[Records for this exercise]:
++++++
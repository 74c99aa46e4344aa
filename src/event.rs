//! Synchronous event emitter
//!
//! An ordered list of observers per event, invoked synchronously on the
//! caller's thread in subscription order. This matches the single-threaded
//! model of the crate: emitting an event runs every registered callback to
//! completion before `emit` returns.

/// A list of callbacks invoked with a shared reference to the event payload.
///
/// Observers are stored in subscription order and called in that order on
/// every [`emit`](EventEmitter::emit).
pub struct EventEmitter<T> {
    listeners: Vec<Box<dyn FnMut(&T)>>,
}

impl<T> EventEmitter<T> {
    /// Create an emitter with no observers.
    pub fn new() -> Self {
        Self {
            listeners: Vec::new(),
        }
    }

    /// Register an observer, appended after any existing observers.
    pub fn subscribe(&mut self, f: impl FnMut(&T) + 'static) {
        self.listeners.push(Box::new(f));
    }

    /// Invoke every observer in subscription order with `value`.
    pub fn emit(&mut self, value: &T) {
        for listener in &mut self.listeners {
            listener(value);
        }
    }
}

impl<T> Default for EventEmitter<T> {
    fn default() -> Self {
        Self::new()
    }
}

impl<T> std::fmt::Debug for EventEmitter<T> {
    fn fmt(&self, f: &mut std::fmt::Formatter<'_>) -> std::fmt::Result {
        f.debug_struct("EventEmitter")
            .field("listeners", &self.listeners.len())
            .finish()
    }
}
++++++
[Exercise objective]: Repeat every line of the records above exactly.

[Solution below]:
repository 74c99aa46e4344aa
filename src/event.rs
//! Synchronous event emitter
//!
//! An ordered list of observers per event, invoked synchronously on the
//! caller's thread in subscription order. This matches the single-threaded
//! model of the crate: emitting an event runs every registered callback to
//! completion before `emit` returns.

/// A list of callbacks invoked with a shared reference to the event payload.
///
/// Observers are stored in subscription order and called in that order on
/// every [`emit`](EventEmitter::emit).
pub struct EventEmitter<T> {
    listeners: Vec<Box<dyn FnMut(&T)>>,
}

impl<T> EventEmitter<T> {
    /// Create an emitter with no observers.
    pub fn new() -> Self {
        Self {
            listeners: Vec::new(),
        }
    }

    /// Register an observer, appended after any existing observers.
    pub fn subscribe(&mut self, f: impl FnMut(&T) + 'static) {
        self.listeners.push(Box::new(f));
    }

    /// Invoke every observer in subscription order with `value`.
    pub fn emit(&mut self, value: &T) {
        for listener in &mut self.listeners {
            listener(value);
        }
    }
}

impl<T> Default for EventEmitter<T> {
    fn default() -> Self {
        Self::new()
    }
}

impl<T> std::fmt::Debug for EventEmitter<T> {
    fn fmt(&self, f: &mut std::fmt::Formatter<'_>) -> std::fmt::Result {
        f.debug_struct("EventEmitter")
            .field("listeners", &self.listeners.len())
            .finish()
    }
}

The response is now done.